**** RECORDS SUPPLIED

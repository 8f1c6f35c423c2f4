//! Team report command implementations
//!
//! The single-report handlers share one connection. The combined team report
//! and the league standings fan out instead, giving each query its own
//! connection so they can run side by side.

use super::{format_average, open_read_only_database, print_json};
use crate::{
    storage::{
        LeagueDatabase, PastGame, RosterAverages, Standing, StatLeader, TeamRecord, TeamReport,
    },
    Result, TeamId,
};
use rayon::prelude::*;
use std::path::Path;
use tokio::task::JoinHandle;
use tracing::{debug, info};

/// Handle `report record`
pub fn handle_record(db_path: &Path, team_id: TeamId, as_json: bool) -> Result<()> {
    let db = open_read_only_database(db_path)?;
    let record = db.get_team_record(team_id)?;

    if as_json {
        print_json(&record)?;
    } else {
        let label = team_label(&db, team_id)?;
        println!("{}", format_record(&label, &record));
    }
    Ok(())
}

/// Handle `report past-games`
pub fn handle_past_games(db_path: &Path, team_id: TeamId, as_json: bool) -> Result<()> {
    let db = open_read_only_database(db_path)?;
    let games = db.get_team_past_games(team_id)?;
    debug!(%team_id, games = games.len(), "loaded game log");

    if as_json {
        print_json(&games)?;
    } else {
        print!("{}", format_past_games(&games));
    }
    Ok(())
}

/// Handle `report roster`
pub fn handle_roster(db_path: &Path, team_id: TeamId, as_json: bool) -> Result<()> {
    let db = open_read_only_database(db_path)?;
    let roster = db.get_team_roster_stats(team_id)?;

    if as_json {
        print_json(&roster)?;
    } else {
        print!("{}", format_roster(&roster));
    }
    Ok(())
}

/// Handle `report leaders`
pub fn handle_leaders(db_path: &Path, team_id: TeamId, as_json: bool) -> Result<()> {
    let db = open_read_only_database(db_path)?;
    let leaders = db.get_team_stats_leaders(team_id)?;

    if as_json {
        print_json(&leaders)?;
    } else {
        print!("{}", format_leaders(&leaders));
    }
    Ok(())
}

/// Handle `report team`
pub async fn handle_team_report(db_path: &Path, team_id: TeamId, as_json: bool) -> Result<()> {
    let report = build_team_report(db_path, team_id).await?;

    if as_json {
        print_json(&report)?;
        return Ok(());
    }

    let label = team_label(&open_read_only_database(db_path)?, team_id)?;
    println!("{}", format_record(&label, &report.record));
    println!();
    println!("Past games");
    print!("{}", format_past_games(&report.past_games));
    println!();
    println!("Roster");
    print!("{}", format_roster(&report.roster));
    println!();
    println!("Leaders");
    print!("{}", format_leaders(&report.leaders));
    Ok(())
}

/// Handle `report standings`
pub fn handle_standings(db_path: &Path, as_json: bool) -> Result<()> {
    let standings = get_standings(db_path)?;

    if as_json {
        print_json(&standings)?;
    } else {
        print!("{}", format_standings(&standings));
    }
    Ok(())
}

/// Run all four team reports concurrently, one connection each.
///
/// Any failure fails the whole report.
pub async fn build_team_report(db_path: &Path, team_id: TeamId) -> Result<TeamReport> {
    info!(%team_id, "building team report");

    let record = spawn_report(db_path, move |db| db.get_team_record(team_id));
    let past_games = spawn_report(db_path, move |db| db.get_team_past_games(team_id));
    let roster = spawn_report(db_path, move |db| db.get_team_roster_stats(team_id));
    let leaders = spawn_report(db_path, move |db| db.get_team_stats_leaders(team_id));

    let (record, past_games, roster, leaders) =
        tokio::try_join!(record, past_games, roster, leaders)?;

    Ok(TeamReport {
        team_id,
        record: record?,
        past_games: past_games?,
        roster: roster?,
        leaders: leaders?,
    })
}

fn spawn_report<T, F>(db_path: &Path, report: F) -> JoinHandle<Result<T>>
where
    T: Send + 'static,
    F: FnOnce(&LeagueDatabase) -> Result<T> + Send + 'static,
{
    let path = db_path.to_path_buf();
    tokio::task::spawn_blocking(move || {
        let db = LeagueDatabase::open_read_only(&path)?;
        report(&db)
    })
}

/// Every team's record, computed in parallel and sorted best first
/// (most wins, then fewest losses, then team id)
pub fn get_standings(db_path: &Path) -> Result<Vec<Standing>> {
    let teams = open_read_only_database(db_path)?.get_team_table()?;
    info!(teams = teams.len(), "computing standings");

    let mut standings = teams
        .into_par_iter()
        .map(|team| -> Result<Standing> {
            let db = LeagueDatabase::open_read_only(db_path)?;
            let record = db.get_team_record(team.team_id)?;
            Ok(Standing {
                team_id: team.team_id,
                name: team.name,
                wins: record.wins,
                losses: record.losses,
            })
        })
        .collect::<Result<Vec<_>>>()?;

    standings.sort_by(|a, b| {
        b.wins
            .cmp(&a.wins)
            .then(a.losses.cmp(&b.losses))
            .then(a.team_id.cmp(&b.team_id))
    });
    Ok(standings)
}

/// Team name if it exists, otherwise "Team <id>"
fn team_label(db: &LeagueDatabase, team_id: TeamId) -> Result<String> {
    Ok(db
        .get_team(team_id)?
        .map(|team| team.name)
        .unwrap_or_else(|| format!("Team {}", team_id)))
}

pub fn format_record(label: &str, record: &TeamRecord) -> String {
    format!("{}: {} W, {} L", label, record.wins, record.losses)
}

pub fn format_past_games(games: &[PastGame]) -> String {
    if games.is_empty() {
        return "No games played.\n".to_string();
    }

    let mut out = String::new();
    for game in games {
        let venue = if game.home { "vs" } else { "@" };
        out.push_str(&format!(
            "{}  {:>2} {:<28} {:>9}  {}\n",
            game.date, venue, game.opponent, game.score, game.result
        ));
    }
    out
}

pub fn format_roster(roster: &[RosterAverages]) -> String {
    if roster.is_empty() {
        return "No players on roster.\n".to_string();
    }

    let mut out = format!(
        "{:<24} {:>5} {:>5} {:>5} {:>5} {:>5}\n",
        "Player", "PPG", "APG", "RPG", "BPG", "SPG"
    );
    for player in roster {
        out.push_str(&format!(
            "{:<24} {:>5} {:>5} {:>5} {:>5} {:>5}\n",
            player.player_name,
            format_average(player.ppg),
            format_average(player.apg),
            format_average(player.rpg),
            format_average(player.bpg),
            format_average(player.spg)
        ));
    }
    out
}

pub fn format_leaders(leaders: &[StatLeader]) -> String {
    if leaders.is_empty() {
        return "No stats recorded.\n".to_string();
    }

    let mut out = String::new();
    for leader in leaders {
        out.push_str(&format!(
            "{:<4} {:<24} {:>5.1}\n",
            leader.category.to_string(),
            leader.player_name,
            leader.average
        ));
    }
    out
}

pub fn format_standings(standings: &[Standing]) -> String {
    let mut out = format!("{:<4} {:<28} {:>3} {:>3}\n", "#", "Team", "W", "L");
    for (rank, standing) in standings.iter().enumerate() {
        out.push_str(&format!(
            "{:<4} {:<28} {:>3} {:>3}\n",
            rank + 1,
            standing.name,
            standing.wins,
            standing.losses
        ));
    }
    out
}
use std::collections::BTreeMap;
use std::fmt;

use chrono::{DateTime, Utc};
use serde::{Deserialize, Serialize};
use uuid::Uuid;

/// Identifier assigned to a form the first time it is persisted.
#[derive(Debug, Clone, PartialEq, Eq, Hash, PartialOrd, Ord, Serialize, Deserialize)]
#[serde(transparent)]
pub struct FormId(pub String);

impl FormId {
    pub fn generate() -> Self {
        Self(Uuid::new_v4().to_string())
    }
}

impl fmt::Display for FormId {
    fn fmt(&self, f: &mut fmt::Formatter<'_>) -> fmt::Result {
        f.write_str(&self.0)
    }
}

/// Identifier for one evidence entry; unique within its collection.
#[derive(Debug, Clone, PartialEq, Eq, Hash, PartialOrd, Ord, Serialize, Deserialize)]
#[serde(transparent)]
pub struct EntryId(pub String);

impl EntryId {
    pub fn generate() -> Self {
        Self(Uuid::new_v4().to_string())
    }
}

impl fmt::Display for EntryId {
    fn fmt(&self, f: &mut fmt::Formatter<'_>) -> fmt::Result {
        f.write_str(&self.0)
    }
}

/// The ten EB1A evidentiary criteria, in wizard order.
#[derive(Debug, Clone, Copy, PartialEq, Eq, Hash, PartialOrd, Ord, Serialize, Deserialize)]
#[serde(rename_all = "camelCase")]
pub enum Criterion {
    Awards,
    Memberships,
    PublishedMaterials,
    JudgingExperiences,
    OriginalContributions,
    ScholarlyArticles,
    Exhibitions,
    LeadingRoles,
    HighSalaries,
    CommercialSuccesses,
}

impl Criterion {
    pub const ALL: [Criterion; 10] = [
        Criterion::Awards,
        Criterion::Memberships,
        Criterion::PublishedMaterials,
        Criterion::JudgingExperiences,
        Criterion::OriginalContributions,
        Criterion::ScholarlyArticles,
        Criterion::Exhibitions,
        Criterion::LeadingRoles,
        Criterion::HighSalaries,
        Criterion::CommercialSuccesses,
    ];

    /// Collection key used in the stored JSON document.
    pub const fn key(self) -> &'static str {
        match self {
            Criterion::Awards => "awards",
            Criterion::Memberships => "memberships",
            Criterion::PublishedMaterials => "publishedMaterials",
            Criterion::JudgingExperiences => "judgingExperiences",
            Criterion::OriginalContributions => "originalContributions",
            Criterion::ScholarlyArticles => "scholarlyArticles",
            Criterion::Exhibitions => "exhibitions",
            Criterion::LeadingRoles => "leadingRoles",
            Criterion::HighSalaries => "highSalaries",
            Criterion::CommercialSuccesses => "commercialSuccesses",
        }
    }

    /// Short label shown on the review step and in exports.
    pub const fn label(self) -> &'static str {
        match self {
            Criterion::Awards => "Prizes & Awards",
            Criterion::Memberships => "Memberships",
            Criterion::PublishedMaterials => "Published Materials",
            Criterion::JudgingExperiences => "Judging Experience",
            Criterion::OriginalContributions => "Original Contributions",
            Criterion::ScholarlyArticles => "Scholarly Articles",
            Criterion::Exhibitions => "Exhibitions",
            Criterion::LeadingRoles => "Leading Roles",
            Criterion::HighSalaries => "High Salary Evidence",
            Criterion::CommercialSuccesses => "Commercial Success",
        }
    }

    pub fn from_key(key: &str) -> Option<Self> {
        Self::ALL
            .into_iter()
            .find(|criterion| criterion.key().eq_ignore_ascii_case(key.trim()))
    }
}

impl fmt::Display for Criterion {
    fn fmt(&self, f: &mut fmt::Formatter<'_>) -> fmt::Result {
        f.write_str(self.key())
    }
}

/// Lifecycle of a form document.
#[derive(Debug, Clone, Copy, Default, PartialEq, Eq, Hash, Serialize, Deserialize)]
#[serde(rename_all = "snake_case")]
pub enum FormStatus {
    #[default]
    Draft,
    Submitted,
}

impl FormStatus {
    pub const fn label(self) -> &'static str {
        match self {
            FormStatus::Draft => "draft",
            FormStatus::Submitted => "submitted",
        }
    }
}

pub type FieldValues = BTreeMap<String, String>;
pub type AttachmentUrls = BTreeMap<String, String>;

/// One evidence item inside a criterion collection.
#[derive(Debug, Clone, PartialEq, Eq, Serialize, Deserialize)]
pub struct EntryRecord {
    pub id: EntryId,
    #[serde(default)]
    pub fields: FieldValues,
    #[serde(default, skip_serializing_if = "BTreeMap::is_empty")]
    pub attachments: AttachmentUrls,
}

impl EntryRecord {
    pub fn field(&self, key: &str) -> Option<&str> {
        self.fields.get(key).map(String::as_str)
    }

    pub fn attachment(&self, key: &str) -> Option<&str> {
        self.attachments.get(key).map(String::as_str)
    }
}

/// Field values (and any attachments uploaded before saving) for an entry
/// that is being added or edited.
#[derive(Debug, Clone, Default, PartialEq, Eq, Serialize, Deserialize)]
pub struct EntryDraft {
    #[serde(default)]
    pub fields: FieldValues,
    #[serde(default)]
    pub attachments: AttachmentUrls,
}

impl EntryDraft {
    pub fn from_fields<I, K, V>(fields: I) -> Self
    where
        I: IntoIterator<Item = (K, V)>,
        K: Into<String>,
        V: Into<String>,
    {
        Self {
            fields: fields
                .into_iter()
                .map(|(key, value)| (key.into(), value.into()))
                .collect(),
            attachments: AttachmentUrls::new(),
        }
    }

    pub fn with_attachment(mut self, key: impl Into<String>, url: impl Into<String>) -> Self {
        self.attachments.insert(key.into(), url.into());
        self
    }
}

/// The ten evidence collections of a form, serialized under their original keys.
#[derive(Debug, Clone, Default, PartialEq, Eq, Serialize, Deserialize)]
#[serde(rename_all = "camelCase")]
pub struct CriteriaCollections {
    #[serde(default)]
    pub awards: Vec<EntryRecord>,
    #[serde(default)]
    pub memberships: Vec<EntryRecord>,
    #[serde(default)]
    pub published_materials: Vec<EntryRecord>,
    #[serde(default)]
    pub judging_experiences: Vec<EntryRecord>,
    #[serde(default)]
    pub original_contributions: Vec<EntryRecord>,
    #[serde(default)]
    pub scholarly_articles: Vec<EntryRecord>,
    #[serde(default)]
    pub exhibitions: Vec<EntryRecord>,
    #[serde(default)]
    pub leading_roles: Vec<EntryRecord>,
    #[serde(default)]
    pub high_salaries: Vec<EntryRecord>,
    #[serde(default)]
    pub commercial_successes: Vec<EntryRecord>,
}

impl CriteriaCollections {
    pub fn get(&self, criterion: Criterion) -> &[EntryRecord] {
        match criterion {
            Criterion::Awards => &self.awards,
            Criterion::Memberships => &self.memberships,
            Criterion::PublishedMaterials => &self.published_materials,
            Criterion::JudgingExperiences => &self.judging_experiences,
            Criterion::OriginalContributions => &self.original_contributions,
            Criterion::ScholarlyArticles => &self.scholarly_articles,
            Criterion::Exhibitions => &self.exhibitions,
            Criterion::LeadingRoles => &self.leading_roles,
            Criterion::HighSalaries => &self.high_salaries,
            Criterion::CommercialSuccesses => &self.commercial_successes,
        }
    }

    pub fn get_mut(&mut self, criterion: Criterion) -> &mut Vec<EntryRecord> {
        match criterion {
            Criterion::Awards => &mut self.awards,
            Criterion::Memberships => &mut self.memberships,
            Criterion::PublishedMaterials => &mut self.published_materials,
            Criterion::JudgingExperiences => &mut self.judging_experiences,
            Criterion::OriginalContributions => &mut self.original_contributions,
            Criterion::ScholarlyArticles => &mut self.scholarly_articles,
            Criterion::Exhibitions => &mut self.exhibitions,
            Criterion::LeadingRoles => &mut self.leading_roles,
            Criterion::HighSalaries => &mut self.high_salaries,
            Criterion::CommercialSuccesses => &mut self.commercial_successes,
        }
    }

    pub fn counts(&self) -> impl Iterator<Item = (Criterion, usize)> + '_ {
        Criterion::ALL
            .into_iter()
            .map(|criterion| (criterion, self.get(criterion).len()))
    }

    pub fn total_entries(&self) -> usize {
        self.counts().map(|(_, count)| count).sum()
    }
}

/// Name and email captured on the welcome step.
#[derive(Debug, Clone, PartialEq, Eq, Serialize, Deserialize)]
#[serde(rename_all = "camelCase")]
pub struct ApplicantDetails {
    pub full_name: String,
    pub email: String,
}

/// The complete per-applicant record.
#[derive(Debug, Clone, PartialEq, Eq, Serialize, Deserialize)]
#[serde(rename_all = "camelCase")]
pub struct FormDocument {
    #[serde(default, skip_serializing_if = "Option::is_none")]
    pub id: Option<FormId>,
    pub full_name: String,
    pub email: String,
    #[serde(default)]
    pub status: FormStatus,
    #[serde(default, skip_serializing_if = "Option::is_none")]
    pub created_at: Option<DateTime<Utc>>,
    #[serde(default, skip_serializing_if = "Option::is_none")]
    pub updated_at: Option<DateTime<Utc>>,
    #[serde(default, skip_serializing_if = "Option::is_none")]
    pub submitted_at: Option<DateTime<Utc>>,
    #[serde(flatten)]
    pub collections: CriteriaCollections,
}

********

PROBLEM STATEMENT
Scan the entries above and return each line that holds "OriginalContributions".

TASK OUTPUT
    OriginalContributions,
        Criterion::OriginalContributions,
            Criterion::OriginalContributions => "originalContributions",
            Criterion::OriginalContributions => "Original Contributions",
            Criterion::OriginalContributions => &self.original_contributions,
            Criterion::OriginalContributions => &mut self.original_contributions,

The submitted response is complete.